(Saved entries)
________________

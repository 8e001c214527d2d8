//! Configuration management for sftp-relay

mod forwarder;
pub mod serde_utils;
mod server;

pub use forwarder::ForwarderConfig;
pub use server::{ServerConfig, ServerRole};

use crate::error::ConfigError;
use std::path::{Path, PathBuf};

/// Default location of the private key, relative to the working directory
pub const DEFAULT_KEY_PATH: &str = "../keys/id_rsa";

/// Default username accepted by the servers and presented by the forwarder
pub const DEFAULT_USERNAME: &str = "user";

/// Get the default configuration directory
pub fn default_config_dir() -> PathBuf {
    dirs::config_dir()
        .unwrap_or_else(|| PathBuf::from("."))
        .join("sftp-relay")
}

/// Get the default configuration file path for a program (`sender`, `receiver`, `forward`)
pub fn default_config_path(program: &str) -> PathBuf {
    default_config_dir().join(format!("{}.toml", program))
}

/// Load configuration from a file
pub fn load_config<T: serde::de::DeserializeOwned>(path: &Path) -> Result<T, ConfigError> {
    if !path.exists() {
        return Err(ConfigError::NotFound(path.to_path_buf()));
    }

    let content = std::fs::read_to_string(path)
        .map_err(|e| ConfigError::Invalid(format!("Failed to read config: {}", e)))?;

    let config: T = toml::from_str(&content)?;
    Ok(config)
}

/// Load configuration from an explicit path, or from the program's default path if present
///
/// Falls back to `fallback` when no explicit path is given and the default file is absent
/// or unreadable.
pub fn load_or_default<T, F>(explicit: Option<&Path>, program: &str, fallback: F) -> Result<T, ConfigError>
where
    T: serde::de::DeserializeOwned,
    F: FnOnce() -> T,
{
    if let Some(path) = explicit {
        return load_config(path);
    }

    let default_path = default_config_path(program);
    if default_path.exists() {
        match load_config(&default_path) {
            Ok(config) => return Ok(config),
            Err(e) => {
                tracing::warn!("Failed to load config from {:?}: {}", default_path, e);
            }
        }
    } else {
        tracing::info!("Using default configuration");
    }

    Ok(fallback())
}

________________

Activity. Above are the records; from them, give again exactly the lines from the one containing "default configuration directory" through the one containing "return load_config(path);", both included.

Exercise output.
/// Get the default configuration directory
pub fn default_config_dir() -> PathBuf {
    dirs::config_dir()
        .unwrap_or_else(|| PathBuf::from("."))
        .join("sftp-relay")
}

/// Get the default configuration file path for a program (`sender`, `receiver`, `forward`)
pub fn default_config_path(program: &str) -> PathBuf {
    default_config_dir().join(format!("{}.toml", program))
}

/// Load configuration from a file
pub fn load_config<T: serde::de::DeserializeOwned>(path: &Path) -> Result<T, ConfigError> {
    if !path.exists() {
        return Err(ConfigError::NotFound(path.to_path_buf()));
    }

    let content = std::fs::read_to_string(path)
        .map_err(|e| ConfigError::Invalid(format!("Failed to read config: {}", e)))?;

    let config: T = toml::from_str(&content)?;
    Ok(config)
}

/// Load configuration from an explicit path, or from the program's default path if present
///
/// Falls back to `fallback` when no explicit path is given and the default file is absent
/// or unreadable.
pub fn load_or_default<T, F>(explicit: Option<&Path>, program: &str, fallback: F) -> Result<T, ConfigError>
where
    T: serde::de::DeserializeOwned,
    F: FnOnce() -> T,
{
    if let Some(path) = explicit {
        return load_config(path);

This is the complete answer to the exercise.